Long carré brun terriblement chic, impayable accent sudiste, Victoria Ratliff ne peut supporter ses vacances en famille – et même sa vie en général – sans l’aide de son précieux anxiolytique, le lorazépam. Tout au long des huit épisodes de la troisième saison de la série à succès The White Lotus (2025), ce personnage de mère de famille joué par Parker Posey gobe les pilules qu’elle dissimule dans son sac Gucci.
Déjà, en 1966, alors que le Valium (diazépam) n’était sur le marché que depuis trois ans, les Rolling Stones consacraient au « petit remontant » des mères dépressives une de leurs chansons : Mother’s Little Helper. « Mother needs something today to calm her down. / And though she’s not really ill, there’s a little yellow pill […] / And it helps her on her way, gets her through her busy day. » (Maman a aujourd’hui besoin de quelque chose pour se calmer. / Et même si elle n’est pas vraiment malade, il y a une petite pilule jaune […] / Et ça l’aide à tenir le coup, à supporter sa journée bien remplie.)

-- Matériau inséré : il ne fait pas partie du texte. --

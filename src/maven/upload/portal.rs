//! Sonatype Central Portal bundle upload.
//!
//! See <https://central.sonatype.org/publish/publish-portal-api/>. A release
//! is published by POSTing one ZIP bundle in repository layout; the portal
//! validates it and, for automatic publishing, releases it to Maven Central.

use crate::maven::credentials::Credentials;
use crate::maven::error::{Error, ErrorExt, Result};
use reqwest::multipart::{Form, Part};
use std::path::Path;

/// Portal endpoint accepting bundle uploads.
pub const PORTAL_UPLOAD_URL: &str = "https://central.sonatype.com/api/v1/publisher/upload";

/// How the portal should proceed once the bundle validates.
#[derive(Clone, Copy, Debug, Eq, PartialEq, Default, clap::ValueEnum)]
pub enum PublishingType {
    /// Release to Maven Central as soon as validation passes
    #[default]
    Automatic,
    /// Wait for a manual release in the portal UI
    UserManaged,
}

impl PublishingType {
    /// Value of the `publishingType` form field.
    pub fn as_str(self) -> &'static str {
        match self {
            PublishingType::Automatic => "AUTOMATIC",
            PublishingType::UserManaged => "USER_MANAGED",
        }
    }
}

/// Authenticated client for the portal upload endpoint.
pub struct PortalClient {
    client: reqwest::Client,
    endpoint: String,
    token: String,
}

impl std::fmt::Debug for PortalClient {
    fn fmt(&self, f: &mut std::fmt::Formatter<'_>) -> std::fmt::Result {
        f.debug_struct("PortalClient")
            .field("endpoint", &self.endpoint)
            .field("token", &"<redacted>")
            .finish()
    }
}

impl PortalClient {
    /// Creates a client posting to `endpoint` with a bearer token derived from `credentials`.
    pub fn new(endpoint: impl Into<String>, credentials: &Credentials) -> Self {
        Self::with_http_client(reqwest::Client::new(), endpoint, credentials)
    }

    /// Same as [`PortalClient::new`] with a preconfigured HTTP client.
    pub fn with_http_client(
        client: reqwest::Client,
        endpoint: impl Into<String>,
        credentials: &Credentials,
    ) -> Self {
        Self {
            client,
            endpoint: endpoint.into(),
            token: credentials.bearer_token(),
        }
    }

    /// Uploads `bundle` as deployment `name` and returns the portal's response body
    /// (the deployment id).
    ///
    /// Any non-success status is fatal; there is no retry.
    pub async fn upload_bundle(
        &self,
        bundle: &Path,
        name: &str,
        publishing_type: PublishingType,
    ) -> Result<String> {
        let bytes = tokio::fs::read(bundle)
            .await
            .fs_context("reading upload bundle", bundle)?;
        let file_name = bundle
            .file_name()
            .map(|n| n.to_string_lossy().into_owned())
            .unwrap_or_else(|| "central-bundle.zip".to_string());

        log::info!(
            "Uploading {} ({} bytes) to {}",
            bundle.display(),
            bytes.len(),
            self.endpoint
        );

        let form = Form::new()
            .text("name", name.to_string())
            .text("publishingType", publishing_type.as_str())
            .part(
                "bundle",
                Part::bytes(bytes)
                    .file_name(file_name)
                    .mime_str("application/octet-stream")?,
            );

        let response = self
            .client
            .post(&self.endpoint)
            .bearer_auth(&self.token)
            .multipart(form)
            .send()
            .await?;

        let status = response.status();
        let body = response.text().await?;
        if !status.is_success() {
            return Err(Error::Upload {
                status: status.as_u16(),
                body,
            });
        }

        log::info!("✓ Portal accepted deployment {}", body.trim());
        Ok(body.trim().to_string())
    }
}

Jusqu’au début des années 1980, le Valium reste le médicament le plus vendu aux États-Unis1. Avec une cible bien précise : les femmes, en particulier les femmes au foyer, brisées par une vie au service de leur famille. « Les psychotropes ont émergé dans une culture de consommation d’après-guerre profondément préoccupée par le rôle des mères dans le maintien de la tranquillité d’esprit individuelle et collective », décrypte le psychiatre Jonathan Metzl, dans son ouvrage Prozac on the Couch: Prescribing Gender in the Era of Wonder Drugs (Duke University Press, 2003, non traduit). « Ces pilules sont devenues les traitements de référence face aux pressions liées à la maternité, au célibat et à d’autres formes historiquement situées d’une féminité essentialisée », écrit-il. Dans les publicités dont elle inonde les magazines de l’époque, l’industrie pharmaceutique ne s’en cache pas : ces produits « miracles » sont destinés à faire « fonctionner » les femmes, en dépit de la souffrance liée à leur condition sociale. Sur l’une de ces réclames, une forêt de balais, seaux et serpillières emprisonne une ménagère aux yeux cernés. En légende : « Vous ne pouvez pas la libérer. Mais vous pouvez l’aider à se sentir moins anxieuse. » La publicité concerne l’oxazépam, un tranquillisant de la famille des benzodiazépines, cousin du diazépam ou du lorazépam.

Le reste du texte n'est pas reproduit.